Stored data entries
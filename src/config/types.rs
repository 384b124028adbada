//! Configuration types for schedule resolution.
//!
//! This module contains the records deserialized from the YAML catalog
//! files and the validated [`ScheduleCatalog`] they are converted into.

use std::collections::HashMap;

use serde::Deserialize;

use crate::error::{EngineError, EngineResult};
use crate::models::{
    BreakWindow, OvertimeLevel, PunchMargins, ShiftDefinition, TimeInterval, parse_time_of_day,
};

/// Engine-wide settings from `engine.yaml`.
#[derive(Debug, Clone, PartialEq, Eq, Deserialize)]
pub struct EngineSettings {
    /// Name of the deployment, used in log output.
    pub name: String,
    /// Size of the batch worker pool; defaults to the number of cores.
    #[serde(default)]
    pub workers: Option<usize>,
    /// Lateness allowance for intervals that do not declare one.
    #[serde(default)]
    pub allow_late_default_minutes: u32,
}

impl EngineSettings {
    /// Number of batch workers to run.
    pub fn worker_count(&self) -> usize {
        self.workers
            .filter(|w| *w > 0)
            .or_else(|| std::thread::available_parallelism().ok().map(|n| n.get()))
            .unwrap_or(1)
    }
}

impl Default for EngineSettings {
    fn default() -> Self {
        Self {
            name: "attendance-engine".to_string(),
            workers: None,
            allow_late_default_minutes: 0,
        }
    }
}

/// A time interval as written in `time_intervals.yaml`.
///
/// Times of day are kept as strings until validated.
#[derive(Debug, Clone, Deserialize)]
pub struct TimeIntervalRecord {
    /// Unique identifier for the interval.
    pub id: String,
    /// Display name.
    #[serde(default)]
    pub name: String,
    /// Entry time of day, `HH:MM` or `HH:MM:SS`.
    pub entry_time: String,
    /// Length in minutes.
    pub duration_minutes: u32,
    /// Break allowances.
    #[serde(default)]
    pub breaks: Vec<BreakWindow>,
    /// Punch-window margins.
    #[serde(default)]
    pub margins: PunchMargins,
    /// Overtime tiers.
    #[serde(default)]
    pub overtime_levels: Vec<OvertimeLevel>,
    /// Lateness allowance; the settings default applies when absent.
    #[serde(default)]
    pub allow_late_minutes: Option<u32>,
    /// Early departure allowance.
    #[serde(default)]
    pub allow_early_leave_minutes: u32,
}

impl TimeIntervalRecord {
    /// Converts the record into a validated [`TimeInterval`].
    pub fn into_interval(self, settings: &EngineSettings) -> EngineResult<TimeInterval> {
        let entry_time = parse_time_of_day(&self.entry_time, &format!("interval '{}'", self.id))?;
        let interval = TimeInterval {
            id: self.id,
            name: self.name,
            entry_time,
            duration_minutes: self.duration_minutes,
            breaks: self.breaks,
            margins: self.margins,
            overtime_levels: self.overtime_levels,
            allow_late_minutes: self
                .allow_late_minutes
                .unwrap_or(settings.allow_late_default_minutes),
            allow_early_leave_minutes: self.allow_early_leave_minutes,
        };
        interval.validate()?;
        Ok(interval)
    }
}

/// Layout of `time_intervals.yaml`.
#[derive(Debug, Clone, Deserialize)]
pub struct TimeIntervalsFile {
    /// All interval records.
    pub time_intervals: Vec<TimeIntervalRecord>,
}

/// Layout of `shifts.yaml`.
#[derive(Debug, Clone, Deserialize)]
pub struct ShiftsFile {
    /// All shift definitions.
    pub shifts: Vec<ShiftDefinition>,
}

/// The validated set of time intervals and shifts a resolution pass reads.
///
/// Built once per request from the collaborator's snapshot (or loaded from
/// YAML) and treated as immutable for the rest of the pass.
#[derive(Debug, Clone, Default)]
pub struct ScheduleCatalog {
    intervals: HashMap<String, TimeInterval>,
    shifts: HashMap<String, ShiftDefinition>,
}

impl ScheduleCatalog {
    /// Builds a catalog, validating every interval and shift and every
    /// interval reference made by a shift.
    ///
    /// # Example
    ///
    /// ```
    /// use attendance_engine::config::ScheduleCatalog;
    /// use attendance_engine::models::{CycleDay, CycleUnit, ShiftDefinition};
    ///
    /// let shift = ShiftDefinition {
    ///     id: "office".to_string(),
    ///     name: "Office".to_string(),
    ///     cycle_length: 7,
    ///     cycle_unit: CycleUnit::Day,
    ///     days: vec![CycleDay {
    ///         day_index: 0,
    ///         interval_id: Some("missing".to_string()),
    ///         day_off: false,
    ///     }],
    ///     works_weekends: false,
    ///     works_days_off: false,
    /// };
    ///
    /// assert!(ScheduleCatalog::new(vec![], vec![shift]).is_err());
    /// ```
    pub fn new(intervals: Vec<TimeInterval>, shifts: Vec<ShiftDefinition>) -> EngineResult<Self> {
        let mut interval_map = HashMap::with_capacity(intervals.len());
        for interval in intervals {
            interval.validate()?;
            interval_map.insert(interval.id.clone(), interval);
        }

        let mut shift_map = HashMap::with_capacity(shifts.len());
        for shift in shifts {
            shift.validate()?;
            for day in &shift.days {
                if let Some(id) = &day.interval_id {
                    if !interval_map.contains_key(id) {
                        return Err(EngineError::UnknownTimeInterval {
                            interval_id: id.clone(),
                            referenced_by: format!("shift '{}'", shift.id),
                        });
                    }
                }
            }
            shift_map.insert(shift.id.clone(), shift);
        }

        Ok(Self {
            intervals: interval_map,
            shifts: shift_map,
        })
    }

    /// Looks up a time interval.
    pub fn interval(&self, id: &str) -> Option<&TimeInterval> {
        self.intervals.get(id)
    }

    /// Looks up a shift.
    pub fn shift(&self, id: &str) -> Option<&ShiftDefinition> {
        self.shifts.get(id)
    }

    /// All intervals, keyed by ID.
    pub fn intervals(&self) -> &HashMap<String, TimeInterval> {
        &self.intervals
    }

    /// All shifts, keyed by ID.
    pub fn shifts(&self) -> &HashMap<String, ShiftDefinition> {
        &self.shifts
    }
}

Brief: Each line above that contains the string "Option" should be identified and copied.

Solution for this exercise:
    pub workers: Option<usize>,
    pub allow_late_minutes: Option<u32>,
    pub fn interval(&self, id: &str) -> Option<&TimeInterval> {
    pub fn shift(&self, id: &str) -> Option<&ShiftDefinition> {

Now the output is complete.